La concurrence anglaise
Hubert Le Bihan, un des deux dirigeants des viviers Béganton, à Roscoff (*) veut y croire aussi. «La saison touristique va débuter. Le marché régional va être boosté par la restauration. Je pense que, d'ici la fin juillet, les prix remonteront». Mais à lui seul, le marché breton aura bien du mal à compenser les pertes du marché méditerranéen. Car cette année, crise oblige, les Italiens et les Espagnols ont boudé le tourteau breton. Àprésent, ils en pincent pour le crabe anglais que privilégie la parité monétaire livre sterling-euro. À cela vient s'ajouter, en Italie, une lecture quelque peu tatillonne de la réglementation européenne sur le cadmium. Un métal lourd qu'on retrouve, entre autres, dans le tourteau. «Il n'y a aucun danger sanitaire à consommer le crabe, précise Martial Laurans, chercheur à Ifremer. Mais les Italiens font une fixation là-dessus». Bloquant souvent des importations à la frontière. Alors, sur les quais, on phosphore pour trouver des solutions. Chez Béganton, qui emploie35personnes, on a investi fin 2008 dans une nouvelle ligne de cuisson pour offrir du tourteau cuit dans les grandes surfaces «Ça marche. Cette activité représente à présent 10% de notre chiffre d'affaires», précise Hubert Le Bihan.
Labelliser le crabe breton
Au comité local, on explore une autre piste. Celle de l'éco-labellisation MSC (Marine Stewardship Council) pour une pêche durable. «Nous n'en sommes qu'aux balbutiements, précise Jean-Pierre Carval. Je pense que d'ici 2012, nos tourteaux seront labellisés. Les consommateurs auront l'assurance qu'ils proviennent bien du Nord-Finistère et que cette pêche s'inscrit dans un principe de respect de l'environnement».
* Béganton est le plus important mareyeur français de crustacés. Chaque année, 2.300t de tourteaux transitent dans ses viviers, soit près d'un tiers de la production française. 45% de cette production est vendue à l'export.
Le tourteau est apprécié pour sa chair fine riche en calcium et en oligo-éléments comme le phosphore, le sodium, le magnésium. On y trouve très peu de lipides, ce qui fait qu'on peut le consommer sans modération. ?? condition, toutefois, de ne pas forcer sur la mayonnaise. Son corps généreux peut offrir la moitié de son poids en chair. Certains amateurs de fruits de mer préféreront un mâle -soi-disant plus plein - à une femelle. Il est nécessaire de soupeser le crabe pour s'assurer qu'il est bien lourd et donc bien plein. ??viter ceux qui allongent les pattes ou qui font des bulles. Ils passeront de vie à trépas très vite. Les valeurs gustatives d'un tourteau mort sont réellement altérées, la chair devenant granuleuse.
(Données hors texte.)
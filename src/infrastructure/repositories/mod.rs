pub mod links;
pub mod mock;
pub mod users;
En France, la consommation de ce crabe suit la bande littorale atlantique. «Près de la mer, il fait partie intégrante de la tradition culinaire. Surtout en Bretagne», explique un mareyeur. Ailleurs, les choses se compliquent parfois un peu. Il suffit de questionner les poissonniers pour en avoir une idée. «Une vacancière nous achetait régulièrement du crabe pendant deux mois, témoigne la femme d'un marin-pêcheur. Sur la fin, elle s'est plainte qu'il y avait peu à manger sur la bête. En la questionnant, nous nous sommes aperçus qu'elle ne mangeait que les pattes. Elle n'avait pas imaginé un seul instant planter la pointe de son couteau dans le corps». Les modes de cuisson aussi sont parfois très fantaisistes. Du tourteau qui bout pendant une heure, au malheureux qui finira perclus de rayonnement dans un four à micro-ondes! Personne n'a encore essayé à la poêle, ou au four mais ça ne saurait tarder. Pas la peine, pourtant, d'être un maître queux pour préparer comme il se doit ce crustacé. Il suffit de remplir d'eau salée un faitout suffisamment grand pour que les crabes baignent entièrement. On peut également y plonger quelques feuilles de laurier, une branche de thym, du poivre, voire un ou deux oignons. Plonger les crabes quand l'eau bout, la tête en bas. Veiller à ce que toutes les pattes trempent. Retirer les tourteaux après 20 ou 25 minutes de cuisson à petits bouillons. Les égoutter et le tour est joué. Certaines personnes les préfèrent tièdes, d'autres froids. Se munir d'un bon couteau pour ouvrir la carapace. Dégager les branchies qui recouvrent la chair et couper le corps en deux dans le sens de la largeur. Casser les pattes à l'aide d'un casse-noix. Et bonne dégustation.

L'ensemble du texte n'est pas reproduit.